__Task prompt__: Copy all the lines of the data that include the word "created".

__Source data__:
impl PlaybackSession {
    /// Spawn the session task and return its control handle.
    pub fn spawn(
        catalog: Arc<Catalog>,
        arbiter: Arc<dyn FocusArbiter>,
        backend: Arc<dyn AudioBackend>,
        shared: Arc<SharedState>,
    ) -> SessionHandle {
        let (tx, rx) = mpsc::unbounded_channel();
        let handle = SessionHandle { tx: tx.clone() };

        let session = Self {
            catalog,
            arbiter,
            backend,
            shared,
            rx,
            tx,
            state: SessionState::Idle,
            resource: None,
            generation: 0,
            focus_requested: false,
        };

        tokio::spawn(session.run());
        handle
    }

    async fn run(mut self) {
        info!("Playback session started");
        while let Some(msg) = self.rx.recv().await {
            let shutdown = matches!(&msg, SessionMsg::Shutdown);
            self.handle(msg).await;
            self.check_invariants();
            if shutdown {
                break;
            }
        }
        info!("Playback session stopped");
    }

    async fn handle(&mut self, msg: SessionMsg) {
        let prev = self.state;

        // Replies go out only after the shared snapshot is current, so a
        // caller that awaited `select` or `stop` observes the new state.
        match msg {
            SessionMsg::Select { clip_id, reply } => {
                let result = self.select(clip_id).await;
                self.sync_shared(prev).await;
                let _ = reply.send(result);
            }
            SessionMsg::HostStopped { reply } => {
                self.dispatch(SessionEvent::HostStopped).await.ok();
                self.sync_shared(prev).await;
                let _ = reply.send(());
            }
            SessionMsg::Shutdown => {
                self.dispatch(SessionEvent::HostStopped).await.ok();
                self.sync_shared(prev).await;
            }
            SessionMsg::FocusDecision { generation, granted } => {
                if generation != self.generation {
                    debug!(generation, "Dropping stale focus decision");
                } else {
                    self.focus_decision(granted).await;
                }
                self.sync_shared(prev).await;
            }
            SessionMsg::Focus { generation, change } => {
                if generation != self.generation {
                    debug!(generation, ?change, "Dropping stale focus change");
                } else if let Err(e) = self.dispatch(SessionEvent::Focus(change)).await {
                    warn!(?change, error = %e, "Focus change handling failed");
                }
                self.sync_shared(prev).await;
            }
            SessionMsg::Completed { generation } => {
                if generation != self.generation {
                    debug!(generation, "Dropping stale completion");
                } else {
                    self.dispatch(SessionEvent::Completed).await.ok();
                }
                self.sync_shared(prev).await;
            }
        }
    }

    /// Handle a selection: supersede the active clip, validate the id,
    /// then run the machine.
    async fn select(&mut self, clip_id: Uuid) -> Result<()> {
        // A new selection tears down whatever exists before anything
        // else, even when the id turns out to be unknown.
        if let Some(active) = self.state.clip_id() {
            if self.state.owns_resource() {
                self.shared.broadcast_event(PlayerEvent::PlaybackStopped {
                    clip_id: active,
                    reason: StopReason::Superseded,
                    timestamp: Utc::now(),
                });
            }
        }
        self.release_all();
        self.state = SessionState::Idle;

        if self.catalog.clip(clip_id).is_err() {
            debug!(%clip_id, "Selection for unknown clip");
            return Err(Error::ClipNotFound(clip_id));
        }

        self.dispatch(SessionEvent::Select { clip_id }).await
    }

    /// Apply one event to the machine and carry out its action.
    async fn dispatch(&mut self, event: SessionEvent) -> Result<()> {
        let transition = machine::apply(self.state, event);
        if transition.next != self.state {
            debug!(from = ?self.state, to = ?transition.next, ?event, "Session transition");
        }
        let prev = self.state;
        self.state = transition.next;

        match transition.action {
            Action::None => Ok(()),
            Action::Teardown => {
                self.release_all();
                self.announce_teardown(prev, event);
                Ok(())
            }
            Action::TeardownThenRequestFocus { clip_id } => {
                self.release_all();
                self.request_focus(clip_id).await
            }
            Action::StartResource { clip_id } => self.start_resource(clip_id).await,
            Action::PauseResource => {
                self.pause_resource();
                Ok(())
            }
            Action::ResumeResource => {
                self.resume_resource();
                Ok(())
            }
        }
    }

    /// Issue the transient-exclusive focus request for a clip.
    async fn request_focus(&mut self, clip_id: Uuid) -> Result<()> {
        self.focus_requested = true;
        let listener = FocusListener::new(self.generation, self.tx.clone());

        match self.arbiter.request_focus(listener) {
            FocusResponse::Granted => {
                let transition = machine::apply(self.state, SessionEvent::FocusGranted);
                self.state = transition.next;
                match transition.action {
                    Action::StartResource { clip_id } => self.start_resource(clip_id).await,
                    _ => Ok(()),
                }
            }
            FocusResponse::Denied => {
                info!(%clip_id, "Audio focus denied");
                self.state = machine::apply(self.state, SessionEvent::FocusDenied).next;
                // A denied request leaves no registration behind, so
                // there is nothing to abandon later.
                self.focus_requested = false;
                self.shared.broadcast_event(PlayerEvent::FocusDenied {
                    clip_id,
                    timestamp: Utc::now(),
                });
                Err(Error::FocusDenied)
            }
            FocusResponse::Pending => {
                debug!(%clip_id, "Focus decision deferred");
                Ok(())
            }
        }
    }

    /// Handle a deferred grant/deny decision from the arbiter.
    async fn focus_decision(&mut self, granted: bool) {
        if granted {
            if let Err(e) = self.dispatch(SessionEvent::FocusGranted).await {
                warn!(error = %e, "Deferred focus grant could not start playback");
            }
        } else {
            let clip_id = self.state.clip_id();
            self.state = machine::apply(self.state, SessionEvent::FocusDenied).next;
            self.focus_requested = false;
            if let Some(clip_id) = clip_id {
                info!(%clip_id, "Audio focus denied (deferred)");
                self.shared.broadcast_event(PlayerEvent::FocusDenied {
                    clip_id,
                    timestamp: Utc::now(),
                });
            }
        }
    }

    /// Create and start the decode/output resource for a clip.
    async fn start_resource(&mut self, clip_id: Uuid) -> Result<()> {
        let audio = match self.catalog.clip(clip_id) {
            Ok(clip) => clip.audio().to_path_buf(),
            Err(e) => {
                // The id was validated at selection time; losing it here
                // means the catalog changed under us, which it never does.
                error!(%clip_id, "Clip vanished from catalog");
                self.release_all();
                self.state = SessionState::Idle;
                return Err(e.into());
            }
        };

        let hook = CompletionHook::new(self.generation, self.tx.clone());
        let created = self.backend.create(&audio, hook).and_then(|mut resource| {
            resource.start()?;
            Ok(resource)
        });

        match created {
            Ok(resource) => {
                self.resource = Some(resource);
                self.shared.set_position_ms(0);
                info!(%clip_id, "Playback started");
                self.shared.broadcast_event(PlayerEvent::PlaybackStarted {
                    clip_id,
                    timestamp: Utc::now(),
                });
                Ok(())
            }
            Err(e) => {
                warn!(%clip_id, error = %e, "Resource creation failed");
                self.release_all();
                self.state = SessionState::Idle;
                Err(Error::ResourceCreation(e.to_string()))
            }
        }
    }

    /// Pause the resource in place, retaining its position.
    fn pause_resource(&mut self) {
        let Some(resource) = self.resource.as_mut() else {
            return;
        };
        if let Err(e) = resource.pause() {
            warn!(error = %e, "Pause failed");
        }
        let position_ms = resource.position().as_millis() as u64;
        self.shared.set_position_ms(position_ms);
        if let Some(clip_id) = self.state.clip_id() {
            info!(%clip_id, position_ms, "Playback paused by transient focus loss");
            self.shared.broadcast_event(PlayerEvent::PlaybackPaused {
                clip_id,
                position_ms,
                timestamp: Utc::now(),
            });
        }
    }

    /// Resume the resource from its retained position.
    fn resume_resource(&mut self) {
        let Some(resource) = self.resource.as_mut() else {
            return;
        };
        if let Err(e) = resource.start() {
            warn!(error = %e, "Resume failed");
        }
        let position_ms = resource.position().as_millis() as u64;
        if let Some(clip_id) = self.state.clip_id() {
            info!(%clip_id, position_ms, "Playback resumed");
            self.shared.broadcast_event(PlayerEvent::PlaybackResumed {
                clip_id,
                position_ms,
                timestamp: Utc::now(),
            });
        }
    }

    /// The single exit gate for resource and focus ownership.
    ///
    /// Every path out of {FocusRequested, Playing, Paused} funnels
    /// through here: natural completion, permanent focus loss, host
    /// stop, a superseding selection, and resource-creation failure.
    fn release_all(&mut self) {
        if let Some(resource) = self.resource.take() {
            resource.release();
        }
        if self.focus_requested {
            self.arbiter.abandon_focus();
            self.focus_requested = false;
        }
        self.generation = self.generation.wrapping_add(1);
        self.shared.set_position_ms(0);
    }

    /// Broadcast the domain event matching a teardown cause.
    fn announce_teardown(&self, prev: SessionState, event: SessionEvent) {
        let Some(clip_id) = prev.clip_id() else {
            return;
        };
        let timestamp = Utc::now();
        match event {
            SessionEvent::Completed => {
                info!(%clip_id, "Playback completed");
                self.shared
                    .broadcast_event(PlayerEvent::PlaybackCompleted { clip_id, timestamp });
            }
            SessionEvent::Focus(FocusChange::PermanentLoss) => {
                info!(%clip_id, "Audio focus lost permanently");
                self.shared.broadcast_event(PlayerEvent::PlaybackStopped {
                    clip_id,
                    reason: StopReason::FocusLost,
                    timestamp,
                });
            }
            SessionEvent::HostStopped => {
                info!(%clip_id, "Host stopped, playback released");
                self.shared.broadcast_event(PlayerEvent::PlaybackStopped {
                    clip_id,
                    reason: StopReason::HostStopped,
                    timestamp,
                });
            }
            _ => {}
        }
    }

    /// Publish the state snapshot when it changed.
    async fn sync_shared(&self, prev: SessionState) {
        if prev == self.state {
            return;
        }
        self.shared
            .set_session(self.state.name(), self.state.clip_id())
            .await;
        self.shared.broadcast_event(PlayerEvent::SessionStateChanged {
            state: self.state.name(),
            timestamp: Utc::now(),
        });
    }

    /// The state enum and the resource slot must agree at all times.
    fn check_invariants(&self) {
        let consistent = self.state.owns_resource() == self.resource.is_some();
        if !consistent {
            error!(state = ?self.state, slot_occupied = self.resource.is_some(),
                "Session state and resource slot disagree");
        }
        debug_assert!(consistent, "state/resource slot mismatch: {:?}", self.state);
    }
}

__Result__:
        let created = self.backend.create(&audio, hook).and_then(|mut resource| {
        match created {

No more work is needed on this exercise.